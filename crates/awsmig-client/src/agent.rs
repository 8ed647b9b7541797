//! Chat Agent
//!
//! Rule-based assistant for the migration wizard. Free text is mapped onto
//! a small set of intents by case-insensitive substring containment; start
//! and complete relay to the store against the current step, explain and
//! help only answer. Exactly one action per message, first matching rule
//! wins.

use awsmig_core::{MigrationState, MigrationStep};
use chrono::{DateTime, Utc};
use serde::{Deserialize, Serialize};
use tracing::debug;
use uuid::Uuid;

/// Who authored a transcript entry.
#[derive(Debug, Clone, Copy, PartialEq, Eq, Serialize, Deserialize)]
#[serde(rename_all = "lowercase")]
pub enum MessageRole {
    Agent,
    User,
    System,
}

/// One entry of the chat transcript.
#[derive(Debug, Clone, Serialize, Deserialize)]
pub struct AgentMessage {
    pub id: Uuid,
    pub role: MessageRole,
    pub content: String,
    pub timestamp: DateTime<Utc>,
    /// Step the message refers to, when the agent acted on one.
    #[serde(skip_serializing_if = "Option::is_none")]
    pub related_step_id: Option<u32>,
}

impl AgentMessage {
    fn new(role: MessageRole, content: String, related_step_id: Option<u32>) -> Self {
        Self {
            id: Uuid::new_v4(),
            role,
            content,
            timestamp: Utc::now(),
            related_step_id,
        }
    }
}

/// Intent matched from operator input.
#[derive(Debug, Clone, Copy, PartialEq, Eq)]
pub enum AgentIntent {
    Start,
    Complete,
    Help,
    Explain,
}

impl AgentIntent {
    /// Case-insensitive substring dispatch. Rules are tested in order
    /// (start, complete, help, explain) and the first match wins; no match
    /// yields `None` and a clarification reply.
    pub fn classify(input: &str) -> Option<Self> {
        let input = input.to_lowercase();
        let has = |needle: &str| input.contains(needle);

        if has("start") || has("begin") || has("proceed") {
            Some(Self::Start)
        } else if has("complete") || has("done") || has("finished") {
            Some(Self::Complete)
        } else if has("help") {
            Some(Self::Help)
        } else if has("explain") || has("what") || has("how") {
            Some(Self::Explain)
        } else {
            None
        }
    }
}

const WELCOME: &str = "Welcome to the AWS Migration Agent. I'm here to help you migrate your \
     AWS accounts from one organization to another. Would you like to start the migration \
     process?";

const HELP_REPLY: &str = "I'm here to help you with the AWS account migration process. You can \
     ask me to start a step, mark it as complete, or provide more information about any step in \
     the migration. What would you like to know?";

const FALLBACK_REPLY: &str = "I understand you're working on the migration process. What \
     specific action would you like to take with the current step? You can ask me to start it, \
     complete it, or explain it in more detail.";

const NO_STEP_REPLY: &str = "No step is active right now. Start the migration and I'll walk \
     you through it.";

/// The rule-based chat agent; owns the transcript and relays start/complete
/// to the store. Purely reactive: it never calls the backend itself.
#[derive(Debug, Clone)]
pub struct ChatAgent {
    messages: Vec<AgentMessage>,
}

impl Default for ChatAgent {
    fn default() -> Self {
        Self::new()
    }
}

impl ChatAgent {
    pub fn new() -> Self {
        Self {
            messages: vec![AgentMessage::new(
                MessageRole::Agent,
                WELCOME.to_string(),
                None,
            )],
        }
    }

    /// The transcript, oldest first.
    pub fn messages(&self) -> &[AgentMessage] {
        &self.messages
    }

    /// Process one operator message: record it, classify, apply the mapped
    /// store action against the current step, and append the reply. The
    /// reply is returned for immediate display.
    pub fn handle_message(&mut self, input: &str, state: &mut MigrationState) -> AgentMessage {
        self.messages
            .push(AgentMessage::new(MessageRole::User, input.to_string(), None));

        let current = state.current_step().cloned();
        let intent = AgentIntent::classify(input);
        debug!(?intent, "classified chat message");

        let reply = match (intent, current) {
            (Some(AgentIntent::Start), Some(step)) => {
                state.start_step(step.id);
                AgentMessage::new(
                    MessageRole::Agent,
                    format!(
                        "I'll start the current step for you. This will initiate \"{}\" \
                         against the selected account.",
                        step.title
                    ),
                    Some(step.id),
                )
            }
            (Some(AgentIntent::Complete), Some(step)) => {
                state.complete_step(step.id);
                AgentMessage::new(
                    MessageRole::Agent,
                    "Great! I've marked this step as complete. Let's move on to the next \
                     step in the migration process."
                        .to_string(),
                    Some(step.id),
                )
            }
            (Some(AgentIntent::Help), _) => {
                AgentMessage::new(MessageRole::Agent, HELP_REPLY.to_string(), None)
            }
            (Some(AgentIntent::Explain), Some(step)) => {
                AgentMessage::new(MessageRole::Agent, explain(&step), Some(step.id))
            }
            (Some(_), None) => {
                AgentMessage::new(MessageRole::Agent, NO_STEP_REPLY.to_string(), None)
            }
            (None, _) => AgentMessage::new(MessageRole::Agent, FALLBACK_REPLY.to_string(), None),
        };

        self.messages.push(reply.clone());
        reply
    }
}

fn explain(step: &MigrationStep) -> String {
    let automation = if step.api_available {
        "This step can be automated using AWS APIs."
    } else {
        "This step requires manual intervention."
    };
    format!(
        "The current step \"{}\" is part of the {} phase. {}. {}",
        step.title, step.phase, step.description, automation
    )
}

###

What needs to be done:
The response must contain every line from the listing above in which the string "const" appears.

Solution to this task:
const WELCOME: &str = "Welcome to the AWS Migration Agent. I'm here to help you migrate your \
const HELP_REPLY: &str = "I'm here to help you with the AWS account migration process. You can \
const FALLBACK_REPLY: &str = "I understand you're working on the migration process. What \
const NO_STEP_REPLY: &str = "No step is active right now. Start the migration and I'll walk \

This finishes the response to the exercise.